Discovery of a Novel γ-Glutamylcyclotransferase Inhibitor Plumbagin by Luminescence-Based High-Throughput Screening.

γ-Glutamylcyclotransferase (GGCT) is a highly expressed protein in various cancers, and its knockdown and inhibitors suppress the growth of cancer cells in vitro and in vivo. Although GGCT is a promising target for anti-cancer strategies, no drugs have progressed to clinical availability yet. We established a novel target-based and cell-based screening method for GGCT inhibitors, enabling the efficient discovery of compounds that inhibit intracellular GGCT activity. Using the chemiluminogenic probe LISA-103 in response to GGCT enzymatic activity, high-throughput screening for GGCT inhibitors was performed in lung cancer SW1573 cells.

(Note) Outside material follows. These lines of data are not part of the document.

use blogcrate::entities::{comment, post, post_tag, tag, user};
use blogcrate::models::{FilterValue, ListParams};
use blogcrate::services::Post;
use chrono::{NaiveDate, NaiveDateTime};
use sea_orm::{ConnectionTrait, Database, DatabaseConnection, DbErr, EntityTrait, Set};

/// Fresh in-memory SQLite database with the blog schema applied.
#[allow(dead_code)]
pub async fn setup_test_db() -> Result<DatabaseConnection, DbErr> {
    let db = Database::connect("sqlite::memory:").await?;
    let ddl = [
        "CREATE TABLE users (
            id INTEGER PRIMARY KEY AUTOINCREMENT NOT NULL,
            name TEXT NOT NULL,
            email TEXT NOT NULL UNIQUE
        )",
        "CREATE TABLE posts (
            id INTEGER PRIMARY KEY AUTOINCREMENT NOT NULL,
            title TEXT NOT NULL,
            content TEXT NOT NULL,
            status TEXT NOT NULL,
            author_id INTEGER NOT NULL,
            published_at TEXT NULL,
            image TEXT NULL,
            created_at TEXT NOT NULL,
            updated_at TEXT NOT NULL
        )",
        "CREATE TABLE comments (
            id INTEGER PRIMARY KEY AUTOINCREMENT NOT NULL,
            post_id INTEGER NOT NULL,
            content TEXT NOT NULL,
            created_by INTEGER NOT NULL,
            created_at TEXT NOT NULL,
            updated_at TEXT NOT NULL
        )",
        "CREATE TABLE tags (
            id INTEGER PRIMARY KEY AUTOINCREMENT NOT NULL,
            name TEXT NOT NULL
        )",
        "CREATE TABLE post_tags (
            post_id INTEGER NOT NULL,
            tag_id INTEGER NOT NULL,
            PRIMARY KEY (post_id, tag_id)
        )",
    ];
    for statement in ddl {
        db.execute_unprepared(statement).await?;
    }
    Ok(db)
}

#[allow(dead_code)]
pub fn dt(year: i32, month: u32, day: u32, hour: u32, minute: u32) -> NaiveDateTime {
    NaiveDate::from_ymd_opt(year, month, day)
        .unwrap()
        .and_hms_opt(hour, minute, 0)
        .unwrap()
}

fn user_row(id: i32, name: &str, email: &str) -> user::ActiveModel {
    user::ActiveModel {
        id: Set(id),
        name: Set(name.to_string()),
        email: Set(email.to_string()),
    }
}

fn tag_row(id: i32, name: &str) -> tag::ActiveModel {
    tag::ActiveModel {
        id: Set(id),
        name: Set(name.to_string()),
    }
}

fn post_row(
    id: i32,
    title: &str,
    content: &str,
    status: &str,
    author_id: i32,
    published_at: Option<NaiveDateTime>,
) -> post::ActiveModel {
    let stamp = dt(2024, 1, 1, 0, 0);
    post::ActiveModel {
        id: Set(id),
        title: Set(title.to_string()),
        content: Set(content.to_string()),
        status: Set(status.to_string()),
        author_id: Set(author_id),
        published_at: Set(published_at),
        image: Set(None),
        created_at: Set(stamp),
        updated_at: Set(stamp),
    }
}

fn comment_row(
    id: i32,
    post_id: i32,
    content: &str,
    created_by: i32,
    created_at: NaiveDateTime,
) -> comment::ActiveModel {
    comment::ActiveModel {
        id: Set(id),
        post_id: Set(post_id),
        content: Set(content.to_string()),
        created_by: Set(created_by),
        created_at: Set(created_at),
        updated_at: Set(created_at),
    }
}

/// Seed the shared fixture:
///
/// | post | status   | author | published  | tags           |
/// |------|----------|--------|------------|----------------|
/// | 1    | Active   | Alice  | 2024-01-10 | rust, web      |
/// | 2    | Active   | Bob    | 2023-12-30 | async, tooling |
/// | 3    | Inactive | Alice  | 2024-02-01 | web, database  |
/// | 4    | Active   | Carol  | 2024-03-15 | database       |
/// | 5    | Active   | Bob    | 2024-02-20 | tooling        |
/// | 6    | Active   | Alice  | (draft)    | web            |
///
/// Posts 1 and 2 each carry two comments whose insertion order differs from
/// their chronological order.
#[allow(dead_code)]
pub async fn seed_blog(db: &DatabaseConnection) -> Result<(), DbErr> {
    user::Entity::insert_many(vec![
        user_row(1, "Alice", "alice@example.com"),
        user_row(2, "Bob", "bob@example.com"),
        user_row(3, "Carol", "carol@example.com"),
    ])
    .exec(db)
    .await?;

    tag::Entity::insert_many(vec![
        tag_row(1, "rust"),
        tag_row(2, "web"),
        tag_row(3, "database"),
        tag_row(4, "async"),
        tag_row(5, "tooling"),
    ])
    .exec(db)
    .await?;

    post::Entity::insert_many(vec![
        post_row(
            1,
            "Rust ownership explained",
            "Borrowing and lifetimes in practice",
            "Active",
            1,
            Some(dt(2024, 1, 10, 9, 0)),
        ),
        post_row(
            2,
            "Async patterns",
            "Streams and executors",
            "Active",
            2,
            Some(dt(2023, 12, 30, 8, 0)),
        ),
        post_row(
            3,
            "Database indexing",
            "Covering indexes for reads",
            "Inactive",
            1,
            Some(dt(2024, 2, 1, 12, 0)),
        ),
        post_row(
            4,
            "Web security basics",
            "Escaping output",
            "Active",
            3,
            Some(dt(2024, 3, 15, 10, 0)),
        ),
        post_row(
            5,
            "Tooling roundup",
            "Linters and formatters",
            "Active",
            2,
            Some(dt(2024, 2, 20, 16, 0)),
        ),
        post_row(6, "Ownership quiz", "Practice questions", "Active", 1, None),
    ])
    .exec(db)
    .await?;

    let pairs: [(i32, i32); 9] = [
        (1, 1),
        (1, 2),
        (2, 4),
        (2, 5),
        (3, 2),
        (3, 3),
        (4, 3),
        (5, 5),
        (6, 2),
    ];
    post_tag::Entity::insert_many(
        pairs
            .into_iter()
            .map(|(post_id, tag_id)| post_tag::ActiveModel {
                post_id: Set(post_id),
                tag_id: Set(tag_id),
            })
            .collect::<Vec<_>>(),
    )
    .exec(db)
    .await?;

    comment::Entity::insert_many(vec![
        comment_row(1, 1, "Great write-up", 2, dt(2024, 1, 12, 10, 0)),
        comment_row(2, 1, "Cleared things up", 3, dt(2024, 1, 11, 9, 0)),
        comment_row(3, 2, "Needs more examples", 1, dt(2024, 1, 2, 12, 0)),
        comment_row(4, 2, "Solid overview", 3, dt(2024, 1, 1, 8, 0)),
    ])
    .exec(db)
    .await?;

    Ok(())
}

#[allow(dead_code)]
pub fn single(value: &str) -> FilterValue {
    FilterValue::Single(value.to_string())
}

#[allow(dead_code)]
pub fn many(values: &[&str]) -> FilterValue {
    FilterValue::Many(values.iter().map(|value| (*value).to_string()).collect())
}

#[allow(dead_code)]
pub fn filter_params(pairs: &[(&str, FilterValue)]) -> ListParams {
    let mut params = ListParams::default();
    for (key, value) in pairs {
        params.filters.insert((*key).to_string(), value.clone());
    }
    params
}

#[allow(dead_code)]
pub fn ids(posts: &[Post]) -> Vec<i32> {
    posts.iter().map(|post| post.id).collect()
}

The hit compound plumbagin was identified as a novel GGCT inhibitor that suppressed its activity intracellularly. Plumbagin directly bound to a GGCT-recombinant protein and inhibited its activity. Moreover, plumbagin up-regulated p21, a cyclin-dependent kinase inhibitor, and activated the tumor suppressor RB protein, inhibiting cell growth and cell cycle progression in breast MCF7 and colon HCT116 cancer cell lines. These phenomena induced by plumbagin mimicked the effect of GGCT depletion. The treatment with plumbagin suppressed tumor growth of HCT116 xenograft mice. These results suggest the potential of plumbagin in cancer therapy as a GGCT inhibitor.